# temperatura portatile e ventole...

## power83

salve ragazzi, il mio portatile alla temperatura di 68 gradi Celsius si spegne sotto Gentoo e nn capisto come regolare questa soglia per fare in modo che resti acceso fino ad esempio 80 gradi.

Altro problema: il mio portatile (Asus L3436 serie L3S) ha 3 ventole, che dovrebbero accendesi progressivamente in funzione della temperatura, ma dopo 2min che e' acceso partono tutte e rimangono accese, a partire da 48gradi in poi son sempre accese tute al massimo e fa casino, a tal punto che in biblioteca, oltre a dar fastidio a qualcuno, mi assordano, nel senso che quando spengo tutto per andare via mi sembra di sentire un silenzio cimiteriale a confronto.......

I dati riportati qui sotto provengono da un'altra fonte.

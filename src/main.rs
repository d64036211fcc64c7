mod api_client;
mod bot;
mod composer;
mod config;
mod error;
mod handlers;
mod regions;
mod sender;
mod utils;

use anyhow::Result;
use config::Config;
use teloxide::prelude::*;
use tracing::info;

#[tokio::main]
async fn main() -> Result<()> {
    // Initialize logging
    tracing_subscriber::fmt()
        .with_env_filter(tracing_subscriber::EnvFilter::from_default_env())
        .init();

    // Load configuration
    dotenvy::dotenv().ok();
    let config = Config::from_env()?;

    info!("Starting COVID-19 India bot...");
    info!("Stats feed: {}", config.stats_url);

    let bot = Bot::new(&config.telegram_token);

    bot::start_bot(bot, config).await?;

    Ok(())
}
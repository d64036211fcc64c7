use anyhow::{Context, Result};
use reqwest::Url;
use std::env;

pub const DEFAULT_STATS_URL: &str = "https://api.covid19india.org/data.json";
const DEFAULT_PORT: u16 = 8080;

#[derive(Debug, Clone)]
pub struct Config {
    pub telegram_token: String,
    /// Public base URL for webhook delivery. Long polling is used when unset.
    pub webhook_url: Option<Url>,
    pub port: u16,
    pub stats_url: String,
}

impl Config {
    pub fn from_env() -> Result<Self> {
        Self::from_vars(|key| env::var(key).ok())
    }

    fn from_vars(var: impl Fn(&str) -> Option<String>) -> Result<Self> {
        let non_empty = |key: &str| var(key).filter(|value| !value.is_empty());

        let telegram_token = non_empty("TELEGRAM_BOT_TOKEN")
            .or_else(|| non_empty("TOKEN"))
            .context("TELEGRAM_BOT_TOKEN environment variable is required")?;

        let webhook_url = match non_empty("WEBHOOK_URL") {
            Some(url) => Some(
                Url::parse(&url).with_context(|| format!("WEBHOOK_URL is not a valid URL: {}", url))?,
            ),
            None => None,
        };

        let port = match var("PORT") {
            Some(port) => port
                .parse()
                .with_context(|| format!("PORT must be a port number, got {:?}", port))?,
            None => DEFAULT_PORT,
        };

        Ok(Self {
            telegram_token,
            webhook_url,
            port,
            stats_url: var("STATS_API_URL").unwrap_or_else(|| DEFAULT_STATS_URL.to_string()),
        })
    }
}

#[cfg(test)]
mod tests {
    use super::*;
    use std::collections::HashMap;

    fn config_from(pairs: &[(&str, &str)]) -> Result<Config> {
        let vars: HashMap<String, String> = pairs
            .iter()
            .map(|(k, v)| (k.to_string(), v.to_string()))
            .collect();
        Config::from_vars(|key| vars.get(key).cloned())
    }

    #[test]
    fn defaults_apply_when_only_token_is_set() {
        let config = config_from(&[("TELEGRAM_BOT_TOKEN", "123:abc")]).unwrap();
        assert_eq!(config.telegram_token, "123:abc");
        assert!(config.webhook_url.is_none());
        assert_eq!(config.port, 8080);
        assert_eq!(config.stats_url, DEFAULT_STATS_URL);
    }

    #[test]
    fn legacy_token_variable_is_accepted() {
        let config = config_from(&[("TOKEN", "legacy")]).unwrap();
        assert_eq!(config.telegram_token, "legacy");
    }

    #[test]
    fn empty_token_falls_back_to_legacy_variable() {
        let config = config_from(&[("TELEGRAM_BOT_TOKEN", ""), ("TOKEN", "legacy")]).unwrap();
        assert_eq!(config.telegram_token, "legacy");

        assert!(config_from(&[("TELEGRAM_BOT_TOKEN", ""), ("TOKEN", "")]).is_err());
    }

    #[test]
    fn missing_token_is_an_error() {
        let err = config_from(&[("PORT", "443")]).unwrap_err();
        assert!(err.to_string().contains("TELEGRAM_BOT_TOKEN"));
    }

    #[test]
    fn webhook_settings_are_parsed() {
        let config = config_from(&[
            ("TELEGRAM_BOT_TOKEN", "t"),
            ("WEBHOOK_URL", "https://covidindia-bot.herokuapp.com"),
            ("PORT", "5000"),
            ("STATS_API_URL", "http://localhost:9000/data.json"),
        ])
        .unwrap();
        assert_eq!(
            config.webhook_url.unwrap().as_str(),
            "https://covidindia-bot.herokuapp.com/"
        );
        assert_eq!(config.port, 5000);
        assert_eq!(config.stats_url, "http://localhost:9000/data.json");
    }

    #[test]
    fn bad_port_is_rejected() {
        assert!(config_from(&[("TELEGRAM_BOT_TOKEN", "t"), ("PORT", "http")]).is_err());
    }

    #[test]
    fn bad_webhook_url_is_rejected() {
        assert!(config_from(&[("TELEGRAM_BOT_TOKEN", "t"), ("WEBHOOK_URL", "not a url")]).is_err());
    }
}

si puo' fare qualcosa per regolare il raggio di azioen delle ventole?

ps: sono gia' state pulite dalla polvere...

----------

## lopio

 *power83 wrote:*   

> salve ragazzi, il mio portatile alla temperatura di 68 gradi Celsius si spegne sotto Gentoo e nn capisto come regolare questa soglia per fare in modo che resti acceso fino ad esempio 80 gradi.
> 
> 

 

ma non e' gia' un po' alta?

----------

## power83

Beh...considera che sul portatile ho in Intel Pentium4 2.00 Ghz 512KB cache....ma nn mobile, identico al "fisso"

----------

## Ferdinando

 *lopio wrote:*   

> ma non e' gia' un po' alta?

 

Con un pentium4m a me arriva tranquillamente a 72 durante le compilazioni (ma non supera mai i 73).

 *power83 wrote:*   

> oltre a dar fastidio a qualcuno, mi assordano, nel senso che quando spengo tutto per andare via mi sembra di sentire un silenzio cimiteriale a confronto...

 

Hai tutto il mio sostegno, se vuoi una spalla su cui piangere   :Very Happy: 

Purtroppo condivido il tuo problema; però dubito che queste cose si possano risolvere via software, o almeno il kernel mi sembra offra l'informazione che la ventola sia accesa o meno ma non la possibilità di modificarla.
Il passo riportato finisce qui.